Notícias › 28/12/2015

Urbi et Orbi: só a misericórdia pode libertar a humanidade

papa25 de dezembro, Dia de Natal – o Papa Francisco dirigiu-se à “cidade e ao mundo” na tradicional Mensagem e Benção Urbi et Orbi. O Santo Padre desejou a paz no mundo neste dia de paz, luz e alegria.

Na sua Mensagem o Papa Francisco anunciou este “dia de misericórdia em que Deus Pai revelou à humanidade a sua imensa ternura.” Um “dia de luz que dissipa as trevas do medo e da angústia”, um “dia de paz, em que se torna possível encontrar-se dialogar, reconciliar-se. Dia de alegria: uma «grande alegria» para os pequenos e os humildes, e para todo o povo (cf. Lc 2, 10).

Para o Santo Padre o Natal “é um acontecimento que se renova em cada família, em cada paróquia, em cada comunidade que acolhe o amor de Deus encarnado em Jesus Cristo. Como Maria, a Igreja mostra a todos o «sinal» de Deus: o Menino que Ela trouxe no seu ventre e deu à luz, mas que é

Filho do Altíssimo, porque «é obra do Espírito Santo» (Mt 1, 20). Ele é o Salvador, porque é o Cordeiro de Deus que toma sobre Si o pecado do mundo (cf. Jo 1, 29). Juntamente com os pastores, prostremo-nos diante do Cordeiro, adoremos a Bondade de Deus feita carne e deixemos que lágrimas de arrependimento inundem os nossos olhos e lavem o nosso coração.”

“Ele, só Ele, nos pode salvar. Só a Misericórdia de Deus pode libertar a humanidade de tantas formas de mal – por vezes monstruosas – que o egoísmo gera nela. A graça de Deus pode converter os corações e suscitar vias de saída em situações humanamente irresolúveis.”

“Onde nasce Deus, nasce a esperança. Onde nasce Deus, nasce a paz. E, onde nasce a paz, já não há lugar para o ódio e a guerra” – disse o Papa Francisco recordando que, no entanto, no mundo continuam a existir tensões e violências, e a paz continua um dom que deve ser invocado e construído.

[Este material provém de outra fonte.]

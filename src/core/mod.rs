//! Core scheduling engine, error taxonomy, outcomes, and events.

pub mod error;
pub mod event;
pub mod outcome;
pub mod priority;
pub mod scheduler;
pub(crate) mod task;

pub use error::{EmptyQueueError, JobResult, SchedulerError};
pub use event::{EventKind, Handler, TaskEvent};
pub use outcome::Outcome;
pub use priority::PriorityScheduler;
pub use scheduler::TaskScheduler;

O Santo Padre sublinhou, desde logo, o conflito que envolve israelitas e palestinianos augurando que retomem “um diálogo directo e cheguem a um acordo que permita a ambos os povos conviverem em harmonia, superando um conflito que há muito os mantém contrapostos, com graves repercussões na região inteira.”

Palavras do Santo Padre para a paz na Síria e referências à Líbia, Iraque Iémen e áfrica subsaariana onde os conflitos ceifam inúmeras vítimas, causam imensos sofrimentos e não poupam sequer o património histórico e cultural de povos inteiros.

Especial referência do Papa para os ataques terroristas no Egito, Beirute, Paris, Bamaco e Túnis:

“Penso ainda em quantos foram atingidos por hediondos actos terroristas, em particular pelos massacres recentes ocorridos nos céus do Egipto, em Beirute, Paris, Bamaco e Túnis.”

Referindo ainda os mártires dos nossos dias, “perseguidos em muitas partes do mundo por causa da sua fé, o Papa Francisco fez uma referência para a paz e concórdia na República Democrática do Congo, o Burundi e o Sudão do Sul:

“Paz e concórdia, pedimos para as queridas populações da República Democrática do Congo, do Burundi e do Sudão do Sul, a fim de se reforçar, através do diálogo, o compromisso comum em prol da edificação de sociedades civis animadas por sincero espírito de reconciliação e compreensão mútua.”

Na sua mensagem o Santo Padre expressou ainda os seus votos de que o “Natal traga verdadeira paz também à Ucrânia”, e referiu também o povo colombiano na sua busca pela “desejada paz”.

As crianças-soldado, a violência contra as mulheres, o tráfico de seres humanos e o narcotráfico foram também referências da mensagem do Papa e das suas preocupações. Também a atenção do Santo Padre para os migrantes e refugiados:

“Não falte o nosso conforto às pessoas que fogem da miséria ou da guerra, viajando em condições tantas vezes desumanas e, não raro, arriscando a vida. Sejam recompensados com abundantes bênçãos quantos, indivíduos e Estados, generosamente se esforçam por socorrer e acolher os numerosos migrantes e refugiados, ajudando-os a construir um futuro digno para si e seus entes queridos e a integrar-se nas sociedades que os recebem.”

No final da sua mensagem o Papa falou daqueles que não têm trabalho e recordando o Ano Santo da Misericórdia fez uma referência especial àqueles que estão nos estabelecimentos prisionais.

O Papa Francisco a todos deu a sua bênção!